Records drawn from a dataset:
== Segment start ==

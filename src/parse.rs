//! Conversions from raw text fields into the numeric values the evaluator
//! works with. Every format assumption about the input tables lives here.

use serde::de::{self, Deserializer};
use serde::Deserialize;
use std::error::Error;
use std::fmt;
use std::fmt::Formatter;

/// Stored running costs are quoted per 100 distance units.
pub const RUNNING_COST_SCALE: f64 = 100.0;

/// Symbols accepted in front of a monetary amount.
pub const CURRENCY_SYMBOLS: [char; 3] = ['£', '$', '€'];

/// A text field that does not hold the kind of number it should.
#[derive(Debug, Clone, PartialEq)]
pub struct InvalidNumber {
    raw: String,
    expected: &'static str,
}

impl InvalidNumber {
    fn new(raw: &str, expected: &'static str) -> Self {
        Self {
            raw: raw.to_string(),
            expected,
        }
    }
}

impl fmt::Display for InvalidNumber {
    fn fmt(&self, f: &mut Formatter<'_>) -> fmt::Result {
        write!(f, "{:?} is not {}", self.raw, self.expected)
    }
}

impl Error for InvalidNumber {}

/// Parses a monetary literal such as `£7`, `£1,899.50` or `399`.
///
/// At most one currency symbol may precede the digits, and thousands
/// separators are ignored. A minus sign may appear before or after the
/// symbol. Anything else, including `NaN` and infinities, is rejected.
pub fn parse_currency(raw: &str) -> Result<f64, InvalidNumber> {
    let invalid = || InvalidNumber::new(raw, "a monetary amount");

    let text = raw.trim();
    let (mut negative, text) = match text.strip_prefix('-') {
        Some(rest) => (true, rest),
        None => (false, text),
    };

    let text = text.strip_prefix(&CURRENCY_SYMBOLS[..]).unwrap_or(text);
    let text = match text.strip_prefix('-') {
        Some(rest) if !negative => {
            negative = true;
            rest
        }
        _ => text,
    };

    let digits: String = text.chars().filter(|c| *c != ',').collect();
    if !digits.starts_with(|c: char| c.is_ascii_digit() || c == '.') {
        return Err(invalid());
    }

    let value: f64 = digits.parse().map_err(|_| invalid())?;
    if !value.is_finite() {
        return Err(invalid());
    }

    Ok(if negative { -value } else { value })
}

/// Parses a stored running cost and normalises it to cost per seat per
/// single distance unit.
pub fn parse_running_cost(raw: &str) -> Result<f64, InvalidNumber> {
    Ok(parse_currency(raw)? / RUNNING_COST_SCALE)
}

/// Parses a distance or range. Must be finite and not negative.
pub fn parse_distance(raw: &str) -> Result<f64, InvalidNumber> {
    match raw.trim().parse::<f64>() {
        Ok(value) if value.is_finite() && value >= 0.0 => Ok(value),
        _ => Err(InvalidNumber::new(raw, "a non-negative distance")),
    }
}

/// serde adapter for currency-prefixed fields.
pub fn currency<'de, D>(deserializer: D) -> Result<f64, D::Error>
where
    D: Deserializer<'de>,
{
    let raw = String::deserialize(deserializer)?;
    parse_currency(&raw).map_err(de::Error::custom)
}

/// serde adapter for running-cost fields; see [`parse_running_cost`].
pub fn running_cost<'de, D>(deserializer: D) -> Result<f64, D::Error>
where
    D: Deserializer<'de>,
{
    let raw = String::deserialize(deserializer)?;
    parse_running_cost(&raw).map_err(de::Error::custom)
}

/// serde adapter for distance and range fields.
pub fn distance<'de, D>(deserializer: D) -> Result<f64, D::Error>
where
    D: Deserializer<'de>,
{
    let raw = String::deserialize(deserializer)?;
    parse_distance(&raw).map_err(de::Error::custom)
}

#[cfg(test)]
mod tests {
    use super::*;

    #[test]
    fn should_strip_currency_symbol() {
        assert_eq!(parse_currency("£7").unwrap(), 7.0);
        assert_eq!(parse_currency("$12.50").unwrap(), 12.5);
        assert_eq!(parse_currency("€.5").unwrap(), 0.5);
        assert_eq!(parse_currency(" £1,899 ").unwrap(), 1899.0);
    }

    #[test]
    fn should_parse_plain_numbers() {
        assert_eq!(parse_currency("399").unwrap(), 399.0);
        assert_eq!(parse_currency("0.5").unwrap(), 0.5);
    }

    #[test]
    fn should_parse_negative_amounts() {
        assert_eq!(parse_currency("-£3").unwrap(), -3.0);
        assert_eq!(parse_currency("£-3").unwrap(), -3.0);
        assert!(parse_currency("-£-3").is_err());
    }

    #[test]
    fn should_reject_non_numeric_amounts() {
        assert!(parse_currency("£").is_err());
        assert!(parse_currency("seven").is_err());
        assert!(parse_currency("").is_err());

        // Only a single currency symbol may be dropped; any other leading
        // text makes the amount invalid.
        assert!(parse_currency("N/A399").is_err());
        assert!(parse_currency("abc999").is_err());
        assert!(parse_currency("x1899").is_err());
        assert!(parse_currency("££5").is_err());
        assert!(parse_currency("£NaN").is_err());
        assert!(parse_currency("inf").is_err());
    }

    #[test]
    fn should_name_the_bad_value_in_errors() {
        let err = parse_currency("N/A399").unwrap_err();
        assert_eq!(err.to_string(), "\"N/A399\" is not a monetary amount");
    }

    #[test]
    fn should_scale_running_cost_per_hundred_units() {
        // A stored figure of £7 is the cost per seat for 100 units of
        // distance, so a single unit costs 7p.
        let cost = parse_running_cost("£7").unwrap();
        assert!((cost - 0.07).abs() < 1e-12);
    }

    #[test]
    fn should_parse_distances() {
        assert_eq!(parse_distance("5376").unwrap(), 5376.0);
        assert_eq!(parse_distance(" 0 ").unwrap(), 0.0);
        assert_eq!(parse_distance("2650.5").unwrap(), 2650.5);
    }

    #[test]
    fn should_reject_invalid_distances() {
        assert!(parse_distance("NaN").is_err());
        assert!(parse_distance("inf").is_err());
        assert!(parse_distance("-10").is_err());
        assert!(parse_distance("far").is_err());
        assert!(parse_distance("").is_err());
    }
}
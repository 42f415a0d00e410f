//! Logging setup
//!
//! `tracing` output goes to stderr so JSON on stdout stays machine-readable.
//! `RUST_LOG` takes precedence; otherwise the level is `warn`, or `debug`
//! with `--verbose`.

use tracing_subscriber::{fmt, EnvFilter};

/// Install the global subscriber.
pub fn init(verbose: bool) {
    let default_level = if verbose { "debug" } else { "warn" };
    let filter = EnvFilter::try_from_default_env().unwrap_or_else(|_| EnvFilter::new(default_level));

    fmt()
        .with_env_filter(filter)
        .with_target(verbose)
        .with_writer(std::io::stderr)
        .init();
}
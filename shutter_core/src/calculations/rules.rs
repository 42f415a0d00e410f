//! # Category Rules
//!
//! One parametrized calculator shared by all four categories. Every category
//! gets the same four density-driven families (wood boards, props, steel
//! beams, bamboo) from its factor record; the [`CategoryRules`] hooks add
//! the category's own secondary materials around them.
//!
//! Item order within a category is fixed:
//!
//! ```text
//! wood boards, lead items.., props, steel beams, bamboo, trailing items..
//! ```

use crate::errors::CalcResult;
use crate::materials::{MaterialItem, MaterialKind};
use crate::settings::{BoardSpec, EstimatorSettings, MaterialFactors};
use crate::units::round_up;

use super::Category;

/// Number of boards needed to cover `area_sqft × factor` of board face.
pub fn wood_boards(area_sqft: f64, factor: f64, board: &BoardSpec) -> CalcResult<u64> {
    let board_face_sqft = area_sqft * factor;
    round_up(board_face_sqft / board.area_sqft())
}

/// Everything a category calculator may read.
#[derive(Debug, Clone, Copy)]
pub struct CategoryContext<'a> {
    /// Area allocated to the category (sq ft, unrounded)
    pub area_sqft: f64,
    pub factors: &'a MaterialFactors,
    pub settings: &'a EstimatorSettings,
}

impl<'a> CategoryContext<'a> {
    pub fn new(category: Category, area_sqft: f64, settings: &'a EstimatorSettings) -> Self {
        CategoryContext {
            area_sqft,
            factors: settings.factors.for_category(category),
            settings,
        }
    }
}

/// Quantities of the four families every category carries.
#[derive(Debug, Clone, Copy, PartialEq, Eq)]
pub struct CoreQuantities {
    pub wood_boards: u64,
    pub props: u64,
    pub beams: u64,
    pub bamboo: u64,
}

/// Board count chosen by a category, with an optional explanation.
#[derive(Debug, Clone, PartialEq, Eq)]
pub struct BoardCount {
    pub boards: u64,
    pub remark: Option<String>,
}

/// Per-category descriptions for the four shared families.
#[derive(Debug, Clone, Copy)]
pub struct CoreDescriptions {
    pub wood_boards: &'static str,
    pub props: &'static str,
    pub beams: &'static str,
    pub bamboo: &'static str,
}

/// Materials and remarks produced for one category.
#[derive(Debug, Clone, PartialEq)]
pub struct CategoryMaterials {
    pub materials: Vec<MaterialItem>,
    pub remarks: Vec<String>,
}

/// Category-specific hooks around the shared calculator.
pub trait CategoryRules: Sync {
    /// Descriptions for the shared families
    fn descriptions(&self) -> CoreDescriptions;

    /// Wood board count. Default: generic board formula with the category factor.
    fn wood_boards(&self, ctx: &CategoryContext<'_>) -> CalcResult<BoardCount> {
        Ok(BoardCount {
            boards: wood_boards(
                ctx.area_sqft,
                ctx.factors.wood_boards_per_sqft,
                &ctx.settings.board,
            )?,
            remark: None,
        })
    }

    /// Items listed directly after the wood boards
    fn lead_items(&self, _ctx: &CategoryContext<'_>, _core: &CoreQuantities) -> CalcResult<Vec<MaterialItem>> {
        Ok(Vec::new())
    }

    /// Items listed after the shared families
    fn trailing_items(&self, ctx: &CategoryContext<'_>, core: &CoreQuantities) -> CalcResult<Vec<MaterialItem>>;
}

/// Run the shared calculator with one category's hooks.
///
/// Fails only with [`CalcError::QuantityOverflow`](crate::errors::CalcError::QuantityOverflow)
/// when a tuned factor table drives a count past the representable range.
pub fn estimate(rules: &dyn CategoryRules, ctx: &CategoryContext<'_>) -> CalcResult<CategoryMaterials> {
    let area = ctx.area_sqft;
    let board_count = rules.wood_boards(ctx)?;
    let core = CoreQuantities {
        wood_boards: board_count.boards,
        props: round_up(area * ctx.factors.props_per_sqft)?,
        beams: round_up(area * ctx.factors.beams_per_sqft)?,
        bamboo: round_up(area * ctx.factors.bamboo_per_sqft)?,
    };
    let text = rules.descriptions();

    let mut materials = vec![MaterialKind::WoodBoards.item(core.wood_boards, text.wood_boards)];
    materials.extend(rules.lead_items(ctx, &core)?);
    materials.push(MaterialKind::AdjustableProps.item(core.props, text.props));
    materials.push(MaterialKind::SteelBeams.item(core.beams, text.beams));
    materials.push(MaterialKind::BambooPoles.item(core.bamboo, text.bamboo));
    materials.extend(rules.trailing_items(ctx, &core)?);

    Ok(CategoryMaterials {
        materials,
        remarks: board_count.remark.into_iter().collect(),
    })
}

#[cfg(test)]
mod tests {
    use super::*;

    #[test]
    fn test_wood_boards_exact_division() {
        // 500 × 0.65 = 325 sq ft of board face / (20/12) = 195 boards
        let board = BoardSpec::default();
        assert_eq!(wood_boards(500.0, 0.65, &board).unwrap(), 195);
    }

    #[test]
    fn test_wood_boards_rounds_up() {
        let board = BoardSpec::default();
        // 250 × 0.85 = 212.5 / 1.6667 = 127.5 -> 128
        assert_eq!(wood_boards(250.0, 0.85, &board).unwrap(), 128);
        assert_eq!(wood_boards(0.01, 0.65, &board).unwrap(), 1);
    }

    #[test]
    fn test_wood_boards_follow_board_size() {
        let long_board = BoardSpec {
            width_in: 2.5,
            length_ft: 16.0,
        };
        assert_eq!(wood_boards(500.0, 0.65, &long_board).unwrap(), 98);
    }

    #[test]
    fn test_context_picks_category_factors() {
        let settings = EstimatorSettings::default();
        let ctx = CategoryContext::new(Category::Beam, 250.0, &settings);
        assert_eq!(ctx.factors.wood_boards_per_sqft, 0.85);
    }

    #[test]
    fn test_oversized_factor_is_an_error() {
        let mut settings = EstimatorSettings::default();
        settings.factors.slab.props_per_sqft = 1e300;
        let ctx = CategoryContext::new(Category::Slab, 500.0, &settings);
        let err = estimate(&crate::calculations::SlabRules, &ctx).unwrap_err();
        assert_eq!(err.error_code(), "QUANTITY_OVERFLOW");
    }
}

== Segment end ==

> [REQUIRED ACTION] Search the data for the string "impl" and copy each line where it appears.

> [REPLY TO THE EXERCISE]
impl InvalidNumber {
impl fmt::Display for InvalidNumber {
impl Error for InvalidNumber {}
impl<'a> CategoryContext<'a> {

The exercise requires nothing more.